TITLE:
Optimization of Zero Trust Principles in Modern Security Operations: A Framework of Minimum Standing Trust
AUTHORS:
Peter J. Worth Jr., Chase Cunningham, Ionut Cardei
KEYWORDS:
Minimum Standing Trust, Zero Trust Architecture, Telemetry Fusion, Identity-Centric Access, Agentic AI Governance, Reversible Response, Regulated SaaS, Virtual Security Operations Center
JOURNAL NAME:
Journal of Information Security,
Vol.17 No.3,
July
15,
2026
ABSTRACT: Regulated SaaS providers must defend exposed web applications and APIs, distributed cloud control paths, BYOD-heavy workforces, and privileged internal workflows while simultaneously preserving availability, auditability, and user experience. Zero Trust Architecture (ZTA) is widely adopted as a target model for these environments; yet practical implementations frequently devolve into either an unworkable internal deny-all posture that fractures operations, or an insufficiently rigorous configuration that leaves unjustified standing trust intact. This paper proposes the Minimum Standing Trust (MST) framework: an operations optimization model for security operations centers (SOCs) that support SaaS platforms processing regulated data, including PHI, PII, PCI-DSS-scoped data, and GDPR-governed information. MST formalizes a two-plane enforcement architecture. At the application edge, the prescribed posture is strict minimization of allowed ingress, enforced through WAF controls, NIDS visibility, bidirectional abuse-list auto-blocking (inbound and outbound, at both network and endpoint layers), and tightly governed exception handling. Inside the distributed enterprise, ZTA is implemented not as universal blocking but as the progressive removal of standing trust through strong identity, device posture, session-aware authorization, just-in-time privilege elevation, and behavioral context.
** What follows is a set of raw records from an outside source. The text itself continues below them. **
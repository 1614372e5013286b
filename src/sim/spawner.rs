//! Timed item spawning into the first free slot

use rand::Rng;
use rand::seq::IndexedRandom;

use super::state::{GameEvent, GameState, ItemInstance, Rules};
use super::rect::Rect;

/// Spawn an item if the interval has elapsed since the last attempt.
///
/// An elapsed interval always restarts the timer, even when every slot is
/// taken and nothing spawns. Returns the slot that received an item.
pub fn try_spawn(state: &mut GameState, now_ms: u64, events: &mut Vec<GameEvent>) -> Option<usize> {
    if now_ms.saturating_sub(state.last_spawn_ms) < state.rules.spawn_interval_ms {
        return None;
    }
    state.last_spawn_ms = now_ms;

    let spawned = spawn_item(state);
    match spawned {
        Some(slot) => {
            if let Some(item) = state.inventory.get(slot) {
                log::debug!("Spawned {} ({}) in slot {}", item.name, item.value, slot);
                events.push(GameEvent::Spawned {
                    slot,
                    name: item.name.clone(),
                    kind: item.kind,
                });
            }
        }
        None => log::debug!("Inventory full, spawn skipped"),
    }
    spawned
}

/// Place a freshly rolled item into the lowest free slot (ignores the timer)
pub fn spawn_item(state: &mut GameState) -> Option<usize> {
    let slot = state.inventory.first_free()?;
    let rect = state.rules.layout.slot(slot)?;
    let item = roll_item(&state.rules, &mut state.rng, rect);
    state.inventory.place(slot, item).ok()?;
    Some(slot)
}

/// Pick junk with the configured chance, otherwise a uniform catalog entry
pub fn roll_item<R: Rng>(rules: &Rules, rng: &mut R, rect: Rect) -> ItemInstance {
    let roll: f64 = rng.random();
    if roll < rules.junk_probability {
        return ItemInstance::junk(rules.junk_value, rect);
    }
    match rules.catalog.items().choose(rng) {
        Some(def) => ItemInstance::from_definition(def, rect),
        // Only reachable with an empty catalog
        None => ItemInstance::junk(rules.junk_value, rect),
    }
}

#[cfg(test)]
mod tests {
    use super::*;
    use crate::assets::NoAssets;
    use crate::settings::{Settings, Variant};
    use crate::sim::state::ItemKind;

    fn state_with(settings: &Settings) -> GameState {
        GameState::new(Rules::from_settings(settings, &NoAssets), 42, 0)
    }

    fn filler(state: &GameState, slot: usize) -> ItemInstance {
        ItemInstance::junk(-80, state.slot_rect(slot).unwrap())
    }

    #[test]
    fn test_no_spawn_before_interval() {
        let mut state = state_with(&Settings::default());
        let mut events = Vec::new();
        assert_eq!(try_spawn(&mut state, 2999, &mut events), None);
        assert_eq!(state.inventory.occupied_count(), 0);
        assert_eq!(state.last_spawn_ms, 0);
        assert!(events.is_empty());
    }

    #[test]
    fn test_spawn_at_interval() {
        let mut state = state_with(&Settings::default());
        let mut events = Vec::new();
        assert_eq!(try_spawn(&mut state, 3000, &mut events), Some(0));
        assert_eq!(state.last_spawn_ms, 3000);
        assert_eq!(events.len(), 1);

        let item = state.inventory.get(0).unwrap();
        assert_eq!(item.rect, state.slot_rect(0).unwrap());
    }

    #[test]
    fn test_fill_order_uses_first_gap() {
        let mut state = state_with(&Settings::default());
        let a = filler(&state, 0);
        let b = filler(&state, 2);
        state.inventory.place(0, a).unwrap();
        state.inventory.place(2, b).unwrap();

        assert_eq!(spawn_item(&mut state), Some(1));
        assert!(state.inventory.get(3).is_none());
        assert!(state.inventory.get(4).is_none());
        assert_eq!(state.inventory.get(1).unwrap().rect, state.slot_rect(1).unwrap());
    }

    #[test]
    fn test_full_inventory_still_resets_timer() {
        let mut state = state_with(&Settings::default());
        for slot in 0..5 {
            let item = filler(&state, slot);
            state.inventory.place(slot, item).unwrap();
        }
        let before = state.inventory.clone();
        let mut events = Vec::new();

        assert_eq!(try_spawn(&mut state, 5000, &mut events), None);
        assert_eq!(state.last_spawn_ms, 5000);
        assert_eq!(state.inventory, before);

        // Freed slot waits for the next full interval
        state.inventory.take(3);
        assert_eq!(try_spawn(&mut state, 7999, &mut events), None);
        assert_eq!(try_spawn(&mut state, 8000, &mut events), Some(3));
    }

    #[test]
    fn test_minimal_variant_never_spawns_junk() {
        let settings = Settings::from_variant(Variant::Minimal);
        let rules = Rules::from_settings(&settings, &NoAssets);
        let rect = rules.layout.slot(0).unwrap();
        let mut rng = rand_pcg::Pcg32::new(7, 11);
        for _ in 0..500 {
            let item = roll_item(&rules, &mut rng, rect);
            assert_eq!(item.kind, ItemKind::Normal);
            assert!(item.value > 0);
        }
    }

    #[test]
    fn test_always_junk() {
        let mut settings = Settings::default();
        settings.junk_probability = 1.0;
        let rules = Rules::from_settings(&settings, &NoAssets);
        let rect = rules.layout.slot(0).unwrap();
        let mut rng = rand_pcg::Pcg32::new(7, 11);
        for _ in 0..50 {
            let item = roll_item(&rules, &mut rng, rect);
            assert_eq!(item.kind, ItemKind::Junk);
            assert_eq!(item.value, -80);
            assert!(item.image.is_none());
        }
    }

    #[test]
    fn test_junk_rate_roughly_matches() {
        let rules = Rules::from_settings(&Settings::default(), &NoAssets);
        let rect = rules.layout.slot(0).unwrap();
        let mut rng = rand_pcg::Pcg32::new(1234, 5);
        let junk = (0..10_000)
            .filter(|_| roll_item(&rules, &mut rng, rect).is_junk())
            .count();
        // 20% of 10k, generous bounds
        assert!((1500..2500).contains(&junk), "junk count {junk}");
    }

    #[test]
    fn test_same_seed_same_items() {
        let settings = Settings::default();
        let mut a = state_with(&settings);
        let mut b = state_with(&settings);
        for _ in 0..5 {
            spawn_item(&mut a);
            spawn_item(&mut b);
        }
        assert_eq!(a.inventory, b.inventory);
    }
}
The paper further argues that the operational hinge of this model is a unified telemetry plane spanning SIEM, EDR, XDR, WAF, NIDS, IAM, VPN or ZTNA, cloud, and data-access events. On this foundation, agentic AI can safely accelerate triage and response—but only when autonomy is bounded by policy, reversibility, and blast-radius constraints derived from organizational risk tolerance. The resulting framework reduces analyst burden, limits unnecessary access, improves audit-evidence generation, and offers a concrete path for aligning Zero Trust theory with cyber defense practice in regulated SaaS environments.